Researchers develop model to maintain identity in generated faces
Imperial College London researchers have developed Arc2Face, an advanced computer model that generates realistic images of human faces. What sets it apart is its reliance on identity embeddings, which enables the model to generate varied facial images while maintaining identity consistency. However, the current version of the model can only create images of one person at a time based on the provided ID embedding.
The proposed Arc2Face model builds upon the Stable Diffusion text-guided diffusion model. It is conditioned on ID embeddings extracted from a pre-trained ArcFace network, without relying on text embeddings.
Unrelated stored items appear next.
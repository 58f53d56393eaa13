pub mod token;

use logos::{Lexer, Logos};
pub use token::{Token, TokenKind};

/// Returns an iterator over the token kinds produced by the tokenizer.
pub fn tokenize(input: &str) -> Lexer<TokenKind> {
    TokenKind::lexer(input)
}

/// Returns an owned array containing all of the tokens produced by the tokenizer. This allows us
/// to backtrack in case of an error.
///
/// Input the lexer cannot classify is kept as a [`TokenKind::Symbol`] token, so that the parser
/// can report it with its position.
pub fn tokenize_complete(input: &str) -> Box<[Token]> {
    let mut lexer = tokenize(input);
    let mut tokens = Vec::new();

    while let Some(result) = lexer.next() {
        tokens.push(Token {
            span: lexer.span(),
            kind: result.unwrap_or(TokenKind::Symbol),
            lexeme: lexer.slice(),
        });
    }

    tokens.into_boxed_slice()
}
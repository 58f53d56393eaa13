mod command;
mod config;
mod error;

use cas_error::Error;
use cas_simplify::{nth_derivatives, simplify_with, simplify_with_steps};
use command::{parse_command, Command};
use config::{Config, USAGE};
use log::{info, warn};
use rustyline::{error::ReadlineError, DefaultEditor};
use simplelog::{ColorChoice, CombinedLogger, TermLogger, TerminalMode};
use std::{fs, io::{self, BufRead, IsTerminal}, process::ExitCode};

/// Prints the report for the given error, which was produced from `input`.
fn report(err: &Error, input: &str) {
    if let Err(io_err) = err.report_to_stderr("input", input) {
        eprintln!("failed to print error: {}", io_err);
    }
}

/// Runs the given command, printing its results to stdout.
fn run(command: Command, config: &Config) {
    match command {
        Command::Simplify(term) if config.steps => {
            let (simplified, steps) = simplify_with_steps(&term, config.options);
            for step in steps {
                println!("  {}", step);
            }
            println!("{}", simplified);
        },
        Command::Simplify(term) => println!("{}", simplify_with(&term, config.options)),
        Command::Derivative { variable, order, term } => {
            let derivatives = nth_derivatives(&term, &variable, order, config.options);
            if let [derivative] = derivatives.as_slice() {
                println!("{}", derivative);
            } else {
                for (n, derivative) in derivatives.iter().enumerate() {
                    println!("{}: {}", n + 1, derivative);
                }
            }
        },
    }
}

/// Parses and runs a single line of input. Returns `false` if the line could not be parsed.
fn execute(line: &str, config: &Config) -> bool {
    if line.trim().is_empty() {
        return true;
    }

    match parse_command(line) {
        Ok(command) => {
            info!("running `{}`", line.trim());
            run(command, config);
            true
        },
        Err(err) => {
            report(&err, line);
            false
        },
    }
}

/// Executes every line of the given reader, returning the number of lines that failed.
fn execute_lines(reader: impl BufRead, config: &Config) -> io::Result<usize> {
    let mut failures = 0;
    for line in reader.lines() {
        if !execute(&line?, config) {
            failures += 1;
        }
    }
    Ok(failures)
}

/// Runs the interactive REPL until the user exits.
fn repl(config: &Config) -> Result<(), ReadlineError> {
    let mut rl = DefaultEditor::new()?;

    fn process_line(rl: &mut DefaultEditor, config: &Config) -> Result<(), ReadlineError> {
        let input = rl.readline("> ")?;
        if input.trim().is_empty() {
            return Ok(());
        }

        rl.add_history_entry(&input)?;

        execute(&input, config);
        Ok(())
    }

    loop {
        if let Err(err) = process_line(&mut rl, config) {
            return match err {
                ReadlineError::Eof | ReadlineError::Interrupted => Ok(()),
                err => Err(err),
            };
        }
    }
}

/// Initializes the terminal logger at the configured level.
fn init_logger(config: &Config) {
    let logger = CombinedLogger::init(vec![TermLogger::new(
        config.log_level,
        simplelog::Config::default(),
        TerminalMode::Mixed,
        ColorChoice::Auto,
    )]);

    if let Err(err) = logger {
        eprintln!("failed to initialize logger: {}", err);
    }
}

fn main() -> ExitCode {
    let config = match Config::from_args(std::env::args().skip(1)) {
        Ok(config) => config,
        Err(err) => {
            eprintln!("error: {}", err);
            eprintln!("{}", USAGE);
            return ExitCode::FAILURE;
        },
    };
    init_logger(&config);

    let failures = if let Some(filename) = &config.file {
        // run every line of the file
        fs::read_to_string(filename).and_then(|input| execute_lines(input.as_bytes(), &config))
    } else if !io::stdin().is_terminal() {
        // read lines from stdin
        execute_lines(io::stdin().lock(), &config)
    } else {
        // run the repl / interactive mode
        return match repl(&config) {
            Ok(()) => ExitCode::SUCCESS,
            Err(err) => {
                eprintln!("{}", err);
                ExitCode::FAILURE
            },
        };
    };

    match failures {
        Ok(0) => ExitCode::SUCCESS,
        Ok(failures) => {
            warn!("{} line(s) could not be parsed", failures);
            ExitCode::FAILURE
        },
        Err(err) => {
            eprintln!("error: {}", err);
            ExitCode::FAILURE
        },
    }
}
The efficacy of this computer model is demonstrated by the authors, who trained a facial recognition model using synthetic images generated by their model. The resulting performance surpasses that of present synthetic datasets.
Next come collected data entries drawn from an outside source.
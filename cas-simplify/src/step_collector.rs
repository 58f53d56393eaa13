/// A type that collects the steps of an algorithm.
///
/// [`StepCollector`] is also implemented for the unit type `()`. This is useful when you don't
/// want to know the steps taken by an algorithm, such as when a rule simplifies a subterm for its
/// own internal use.
pub trait StepCollector<S> {
    /// Adds a step to the collector.
    fn push(&mut self, step: S);
}

impl<S> StepCollector<S> for () {
    #[inline]
    fn push(&mut self, _: S) {}
}

impl<S> StepCollector<S> for Vec<S> {
    #[inline]
    fn push(&mut self, step: S) {
        Vec::push(self, step);
    }
}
While generative models such as StyleGAN are capable of producing facial images, they often are impacted when attempting to maintain consistent identity during manipulation. Similarly, text-guided diffusion models like DALL-E 2 encounter issues when trying to separate identity from textual descriptions.
“We meticulously study the problem of high-resolution facial image synthesis conditioned on ID-embeddings and propose a large-scale foundation model. Developing such a model poses a significant challenge due to the limited availability of high-quality facial image databases,” researchers explain.
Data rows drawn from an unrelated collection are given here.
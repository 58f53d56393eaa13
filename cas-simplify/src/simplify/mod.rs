//! Simplification of terms.
//!
//! A single simplification pass runs a fixed pipeline of stages over a term, each stage rewriting
//! the output of the previous one:
//!
//! 1. [`simplify_subexpressions`]: simplifies the children of the term first.
//! 2. [`simplify_basic_algebra`]: identities and constant folding of the top-level node.
//! 3. [`combine_like_terms`]: merges similar terms of a sum.
//! 4. [`simplify_fractions`]
//! 5. [`simplify_trigonometric`]
//! 6. [`apply_logarithmic_rules`]: logarithm rules, on the argument simplified by stage 1.
//! 7. [`ensure_polynomial_order`]: orders the terms of a sum by degree.
//!
//! [`simplify_expression`] runs exactly one pass. Because the rules of one pass can enable rules
//! that already ran, [`simplify`] and its variants repeat passes until the term stops changing.
//!
//! [`ensure_polynomial_order`]: crate::order::ensure_polynomial_order

pub mod rules;
pub mod step;
pub mod subexpr;

use log::{debug, trace, warn};
use crate::{order::ensure_polynomial_order, step_collector::StepCollector, term::Term};
use rules::{
    fraction::simplify_fractions,
    like_terms::combine_like_terms,
    logarithm::apply_logarithmic_rules,
    simplify_basic_algebra,
    trigonometry::simplify_trigonometric,
};
use step::Step;
use subexpr::simplify_subexpressions;

/// A stage of the simplification pipeline.
type Stage = fn(&Term, &mut dyn StepCollector<Step>) -> Option<Term>;

/// The stages of a simplification pass, in the order they run.
const PIPELINE: [(&str, Stage); 7] = [
    ("subexpressions", simplify_subexpressions),
    ("basic algebra", simplify_basic_algebra),
    ("like terms", combine_like_terms),
    ("fractions", simplify_fractions),
    ("trigonometry", simplify_trigonometric),
    ("logarithms", apply_logarithmic_rules),
    ("polynomial order", ensure_polynomial_order),
];

/// Runs the given stages over the term in order. Returns [`Some`] with the new term if it changed.
///
/// Steps are only passed on to the step collector if the term changed, so a pass whose stages
/// cancel each other out reports no steps.
fn run_pass(
    stages: &[(&str, Stage)],
    term: &Term,
    step_collector: &mut dyn StepCollector<Step>,
) -> Option<Term> {
    let mut steps = Vec::<Step>::new();
    let mut current: Option<Term> = None;
    for (name, stage) in stages {
        let input = current.as_ref().unwrap_or(term);
        if let Some(output) = stage(input, &mut steps) {
            trace!("{}: `{}` -> `{}`", name, input, output);
            current = Some(output);
        }
    }

    let output = current.filter(|output| output != term)?;
    for step in steps {
        step_collector.push(step);
    }
    Some(output)
}

/// Runs a single simplification pass over the term. Returns [`Some`] with the new term if it
/// changed.
pub(crate) fn inner_simplify(term: &Term, step_collector: &mut dyn StepCollector<Step>) -> Option<Term> {
    run_pass(&PIPELINE, term, step_collector)
}

/// The result of a single simplification pass.
#[derive(Debug, Clone, PartialEq)]
pub struct SimplificationResult {
    /// The simplified term, or a copy of the input if nothing changed.
    pub term: Term,

    /// Whether any stage rewrote the term into a different one.
    pub was_simplified: bool,
}

/// Runs a single simplification pass over the term.
///
/// The pass never fails: a rule that would need to divide by zero simply does not apply.
pub fn simplify_expression(term: &Term) -> SimplificationResult {
    match inner_simplify(term, &mut ()) {
        Some(term) => SimplificationResult { term, was_simplified: true },
        None => SimplificationResult { term: term.clone(), was_simplified: false },
    }
}

/// Options that control how [`simplify_with`] repeats simplification passes.
#[derive(Debug, Clone, Copy, PartialEq, Eq)]
pub struct SimplifyOptions {
    /// The maximum number of passes to run before giving up on reaching a term that no longer
    /// changes. The last term produced is returned either way.
    ///
    /// The default is `16`.
    pub max_passes: usize,
}

impl Default for SimplifyOptions {
    fn default() -> Self {
        Self { max_passes: 16 }
    }
}

impl SimplifyOptions {
    /// Wraps the given [`SimplifyOptions`] into a builder for further customization.
    pub fn into_builder(self) -> SimplifyOptionsBuilder {
        SimplifyOptionsBuilder(self)
    }
}

/// A builder for [`SimplifyOptions`].
#[derive(Debug, Default, Clone, Copy)]
pub struct SimplifyOptionsBuilder(SimplifyOptions);

impl SimplifyOptionsBuilder {
    /// Sets the maximum number of passes.
    pub fn max_passes(mut self, max_passes: usize) -> Self {
        self.0.max_passes = max_passes;
        self
    }

    /// Builds the [`SimplifyOptions`].
    pub fn build(self) -> SimplifyOptions {
        self.0
    }
}

/// Repeats simplification passes until the term stops changing.
fn simplify_to_fixed_point(
    term: &Term,
    options: SimplifyOptions,
    step_collector: &mut dyn StepCollector<Step>,
) -> Term {
    let mut term = term.clone();
    for pass in 1..=options.max_passes {
        match inner_simplify(&term, step_collector) {
            Some(next) => {
                debug!("pass {}: `{}`", pass, next);
                term = next;
            },
            None => return term,
        }
    }

    warn!("simplification did not settle after {} passes, stopping at `{}`", options.max_passes, term);
    term
}

/// Simplifies the term as much as possible, using the default [`SimplifyOptions`].
pub fn simplify(term: &Term) -> Term {
    simplify_with(term, SimplifyOptions::default())
}

/// Simplifies the term as much as possible.
pub fn simplify_with(term: &Term, options: SimplifyOptions) -> Term {
    simplify_to_fixed_point(term, options, &mut ())
}

/// Simplifies the term as much as possible, returning the simplified term along with every step
/// that was applied, in order.
pub fn simplify_with_steps(term: &Term, options: SimplifyOptions) -> (Term, Vec<Step>) {
    let mut steps = Vec::new();
    let term = simplify_to_fixed_point(term, options, &mut steps);
    (term, steps)
}

#[cfg(test)]
mod tests {
    use pretty_assertions::assert_eq;
    use super::*;

    fn x() -> Term {
        Term::var("x")
    }

    #[test]
    fn single_pass() {
        let term = Term::product(Term::Constant(1.0), Term::sum(x(), Term::Constant(0.0)));
        let result = simplify_expression(&term);
        assert_eq!(result, SimplificationResult { term: x(), was_simplified: true });

        let again = simplify_expression(&result.term);
        assert_eq!(again, SimplificationResult { term: x(), was_simplified: false });
    }

    #[test]
    fn pass_limit() {
        let term = Term::product(Term::product(x(), x()), x());
        let options = SimplifyOptions::default().into_builder().max_passes(0).build();
        assert_eq!(simplify_with(&term, options), term);
        assert_eq!(simplify(&term), Term::power(x(), 3.0));
    }

    /// `x -> y`, recording a step.
    fn rename_x(term: &Term, step_collector: &mut dyn StepCollector<Step>) -> Option<Term> {
        (term == &x()).then(|| {
            step_collector.push(Step::AddZero);
            Term::var("y")
        })
    }

    /// `y -> x`, without recording a step.
    fn rename_y(term: &Term, _: &mut dyn StepCollector<Step>) -> Option<Term> {
        (term == &Term::var("y")).then(x)
    }

    #[test]
    fn undone_pass_reports_no_steps() {
        let mut steps = Vec::<Step>::new();
        assert_eq!(run_pass(&[("x", rename_x), ("y", rename_y)], &x(), &mut steps), None);
        assert!(steps.is_empty());

        assert_eq!(run_pass(&[("x", rename_x)], &x(), &mut steps), Some(Term::var("y")));
        assert_eq!(steps, vec![Step::AddZero]);
    }

    #[test]
    fn steps_in_order() {
        let term = Term::sum(Term::product(x(), x()), Term::Constant(0.0));
        let (simplified, steps) = simplify_with_steps(&term, SimplifyOptions::default());
        assert_eq!(simplified, Term::power(x(), 2.0));
        assert_eq!(steps, vec![Step::MultiplySelf, Step::AddZero]);
    }
}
Research has shown that relying solely on single-image per-person datasets such as FFHQ is not enough to create a reliable computer model. To address this, the team behind the Arc2Face model utilized the comprehensive WebFace42M database, which features substantial intra-class variability, as the foundation for their work.
However, despite the benefits of large-scale datasets, the scientists note that current limitations still restrict them to tightly cropped facial regions for face recognition training. As such, there is a need to incorporate a wider range of diverse and unconstrained facial images to enhance the model’s capacity to generate complete face images.
“We perform extensive quantitative comparisons to evaluate the performance of recent ID-conditioned models in generating both diverse and faithful images of a subject,” the researchers say.
In the paper, the authors explore the use of the model for producing synthetic images that can help in training face recognition models. By sampling identity vectors from the distribution of ArcFace embeddings and ensuring sufficient diversity among the synthetic identities, they establish a dataset that serves as a resource for training face recognition models.
To ensure a diverse range of subjects with unique appearances, synthetic identities are selected based on a similarity threshold. The effectiveness of facial recognition models trained on these synthetic images is then compared to models trained on real-world datasets and other synthetic datasets generated through various methods.
According to the analysis, the biometric models that were trained using the Arc2Face-generated synthetic data show high performance across several evaluation benchmarks. In comparison to other synthetic datasets such as SynFace, DigiFace, and DC-Face, the FR models trained with Arc2Face-generated synthetic data showed superior results.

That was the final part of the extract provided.